In this paper, we first extend the recent Masked Auto-Encoder (MAE) model
from a single modality to audio-visual multi-modalities. Subsequently, we
propose the Contrastive Audio-Visual Masked Auto-Encoder (CAV-MAE) by combining
contrastive learning and masked data modeling, two major self-supervised
learning frameworks, to learn a joint and coordinated audio-visual
representation.

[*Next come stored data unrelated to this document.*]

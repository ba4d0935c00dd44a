//! Prepared-plot payloads.
//!
//! The pipeline stops at these value types; a separate front end turns
//! them into figures. Everything a renderer needs (series, labels, axis
//! bounds, color-scale range) is carried here and in the saved files.

use chrono::NaiveDateTime;
use ndarray::Array2;

/// X axis of a series: calendar time, or hour of day for diurnal cycles.
#[derive(Debug, Clone)]
pub enum SeriesAxis {
    Time(Vec<NaiveDateTime>),
    HourOfDay(Vec<u32>),
}

#[derive(Debug, Clone)]
pub struct Series {
    /// Legend label: `Obs` or the run identifier.
    pub label: String,
    pub axis: SeriesAxis,
    pub values: Vec<Option<f32>>,
    /// Per-hour spread for diurnal series; not drawn by the current front
    /// end but carried through.
    pub std: Option<Vec<Option<f32>>>,
}

#[derive(Debug, Clone)]
pub struct TimeSeriesPlot {
    pub species: String,
    pub unit: String,
    pub diurnal: bool,
    pub series: Vec<Series>,
    pub ylim: Option<(f32, f32)>,
    pub xlim: Option<(NaiveDateTime, NaiveDateTime)>,
}

#[derive(Debug, Clone)]
pub struct MapPlot {
    pub species: String,
    pub unit: String,
    pub title: String,
    /// Colormap name for the front end: `viridis` for single-run maps,
    /// `coolwarm` for differences.
    pub cmap: String,
    pub lon: Vec<f32>,
    pub lat: Vec<f32>,
    /// Field values, dimensioned (latitude, longitude).
    pub values: Array2<f32>,
    pub vmin: Option<f32>,
    pub vmax: Option<f32>,
    /// Longitude window to draw, west to east.
    pub lon_window: (f32, f32),
    /// Latitude window to draw, south to north.
    pub lat_window: (f32, f32),
}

Our experiments show that the contrastive audio-visual
correspondence learning objective not only enables the model to perform
audio-visual retrieval tasks, but also helps the model learn a better joint
representation. As a result, our fully self-supervised pretrained CAV-MAE
achieves a new SOTA accuracy of 65.9% on VGGSound, and is comparable with the
previous best supervised pretrained model on AudioSet in the audio-visual event
classification task. Code and pretrained models are at
this https URL

本文提出了 CAV-MAE 模型，它将 Masked Auto-Encoder (MAE) 模型从单模态扩展到音频 - 视觉多模态，并结合自监督学习框架中的对比学习和蒙版数据建模两种方法，学习联合和协调的音频 - 视觉表示，并在 VGGSound 数据集中取得了新的 SOTA 准确性，达到了 65.9%。